Charles climbed in on the pilot’s side and took a quick look at all the controls, pushing a few buttons, playing with some toggles and pedals on the floor. Then he handed me a stick of gum—that awful spearmint,
but I accepted it gratefully, and started chewing away. He started the engine and it sputtered, the propeller whirling, but this time it seemed so far away; not at all like my first flight, when I could feel the choppy air on my face. Enclosed as we were, I could see only out the front and a limited bit to either side. The whine of the engine was muffled, although still loud; already my head was
pounding with it.

“Here we go,” Charles said, and moved the control stick gently; the plane taxied down the field, picking up speed bit by bit until, once more, I felt suspended in a grand leap—before the wind caught us and propelled us up, up, up.

The moment we took flight, I noticed that Charles looked quickly out the side of his window, did a double take, and looked again. His hand gripped
the stick, muttering something under his breath.

“What?” I asked, trying my best not to squeal in delight as we
skimmed the tops of pine trees, so close I could have sworn I felt them tickling the soles of my feet.

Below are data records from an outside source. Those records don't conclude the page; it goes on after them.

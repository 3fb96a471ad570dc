// Copyright (c) 2024-2025, The rhevce contributors. All rights reserved
//
// This source code is subject to the terms of the BSD 2 Clause License. If
// the BSD 2 Clause License was not distributed with this source code in the
// LICENSE file, you can obtain it at
// https://opensource.org/license/bsd-2-clause

use num_derive::FromPrimitive;

use crate::serialize::{Deserialize, Serialize};

use std::fmt;

/// Chroma subsampling format.
///
/// The ordering follows `chroma_format_idc`, so formats compare by how
/// much chroma information they carry.
#[derive(
  Copy,
  Clone,
  Debug,
  PartialEq,
  Eq,
  PartialOrd,
  Ord,
  FromPrimitive,
  Serialize,
  Deserialize,
)]
#[repr(C)]
pub enum ChromaFormat {
  /// Monochrome.
  Cf400,
  /// Both vertically and horizontally subsampled.
  Cf420,
  /// Horizontally subsampled.
  Cf422,
  /// Not subsampled.
  Cf444,
}

impl Default for ChromaFormat {
  fn default() -> Self {
    ChromaFormat::Cf420
  }
}

impl ChromaFormat {
  /// Maps the conventional IDC notation (400, 420, 422, 444) to a format.
  pub fn from_idc(idc: u32) -> Option<ChromaFormat> {
    use self::ChromaFormat::*;
    match idc {
      400 => Some(Cf400),
      420 => Some(Cf420),
      422 => Some(Cf422),
      444 => Some(Cf444),
      _ => None,
    }
  }

  /// The conventional IDC notation for this format.
  pub const fn idc(self) -> u32 {
    use self::ChromaFormat::*;
    match self {
      Cf400 => 400,
      Cf420 => 420,
      Cf422 => 422,
      Cf444 => 444,
    }
  }

  /// Horizontal unit of the conformance window and padding offsets.
  ///
  /// Window offsets and padding amounts must be multiples of this value.
  pub const fn win_unit_x(self) -> u32 {
    use self::ChromaFormat::*;
    match self {
      Cf420 | Cf422 => 2,
      Cf400 | Cf444 => 1,
    }
  }

  /// Vertical unit of the conformance window and padding offsets.
  pub const fn win_unit_y(self) -> u32 {
    use self::ChromaFormat::*;
    match self {
      Cf420 => 2,
      Cf400 | Cf422 | Cf444 => 1,
    }
  }

  /// Provides the amount to right shift the luma plane dimensions to get
  /// the chroma plane dimensions.
  /// Cf400 returns None, as there are no chroma planes.
  pub fn get_decimation(self) -> Option<(usize, usize)> {
    use self::ChromaFormat::*;
    match self {
      Cf420 => Some((1, 1)),
      Cf422 => Some((1, 0)),
      Cf444 => Some((0, 0)),
      Cf400 => None,
    }
  }
}

impl fmt::Display for ChromaFormat {
  fn fmt(&self, f: &mut fmt::Formatter<'_>) -> fmt::Result {
    use self::ChromaFormat::*;
    match self {
      Cf400 => write!(f, "4:0:0"),
      Cf420 => write!(f, "4:2:0"),
      Cf422 => write!(f, "4:2:2"),
      Cf444 => write!(f, "4:4:4"),
    }
  }
}

/// Per-channel bit depths, in luma/chroma order.
///
/// A value of zero means "not set"; the normalization cascade resolves
/// every zero before validation runs.
#[derive(
  Clone, Copy, Debug, Default, PartialEq, Eq, Serialize, Deserialize,
)]
pub struct BitDepths {
  /// Luma channel bit depth.
  pub luma: u32,
  /// Chroma channel bit depth.
  pub chroma: u32,
}

impl BitDepths {
  /// Creates a per-channel bit depth pair.
  pub const fn new(luma: u32, chroma: u32) -> Self {
    BitDepths { luma, chroma }
  }

  /// The larger of the two channel depths.
  pub fn max(self) -> u32 {
    self.luma.max(self.chroma)
  }
}

impl fmt::Display for BitDepths {
  fn fmt(&self, f: &mut fmt::Formatter<'_>) -> fmt::Result {
    write!(f, "(Y:{}, C:{})", self.luma, self.chroma)
  }
}

/// Chromaticity coordinates in CIE xy, in increments of 1/50000.
#[derive(Clone, Copy, Debug, PartialEq, Eq, Serialize, Deserialize)]
#[repr(C)]
pub struct Point {
  pub x: u16,
  pub y: u16,
}

/// Mastering display colour volume, as carried by the corresponding SEI
/// message.
#[derive(Copy, Clone, Debug, PartialEq, Eq, Serialize, Deserialize)]
pub struct MasteringDisplay {
  /// Chromaticity coordinates in Green, Blue, Red order, in increments
  /// of 1/50000.
  pub primaries: [Point; 3],
  /// White point chromaticity coordinates in increments of 1/50000.
  pub white_point: Point,
  /// Maximum luminance in units of 1/10000 candela per square metre.
  pub max_luminance: u32,
  /// Minimum luminance in units of 1/10000 candela per square metre.
  pub min_luminance: u32,
}

#[cfg(test)]
mod test {
  use super::*;

  #[test]
  fn chroma_format_idc_round_trip() {
    for idc in [400, 420, 422, 444] {
      assert_eq!(ChromaFormat::from_idc(idc).unwrap().idc(), idc);
    }
    assert_eq!(ChromaFormat::from_idc(411), None);
  }

  #[test]
  fn window_units() {
    assert_eq!(ChromaFormat::Cf420.win_unit_x(), 2);
    assert_eq!(ChromaFormat::Cf420.win_unit_y(), 2);
    assert_eq!(ChromaFormat::Cf422.win_unit_x(), 2);
    assert_eq!(ChromaFormat::Cf422.win_unit_y(), 1);
    assert_eq!(ChromaFormat::Cf444.win_unit_x(), 1);
    assert_eq!(ChromaFormat::Cf400.win_unit_y(), 1);
  }

  #[test]
  fn chroma_format_ordering() {
    assert!(ChromaFormat::Cf400 < ChromaFormat::Cf420);
    assert!(ChromaFormat::Cf420 < ChromaFormat::Cf422);
    assert!(ChromaFormat::Cf422 < ChromaFormat::Cf444);
  }
}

Charles didn’t reply, so I shrugged and enjoyed the scenery; the sound, glittering with white birds—sailboats, that is; the vast estates, many of which I recognized now as the homes
of some of Daddy’s banking associates; the vivid green undulating below. The plane bumped and bucked as it gained altitude, causing my stomach to do its own jittery acrobatics, but then it smoothed out so suddenly that my heart soared. My worries about Dwight, questions about my future, doubts about my purpose in life, all fell away. I was light, translucent; luxuriously, I stretched my arms and
legs, wondering if the sun’s rays could pass right through me.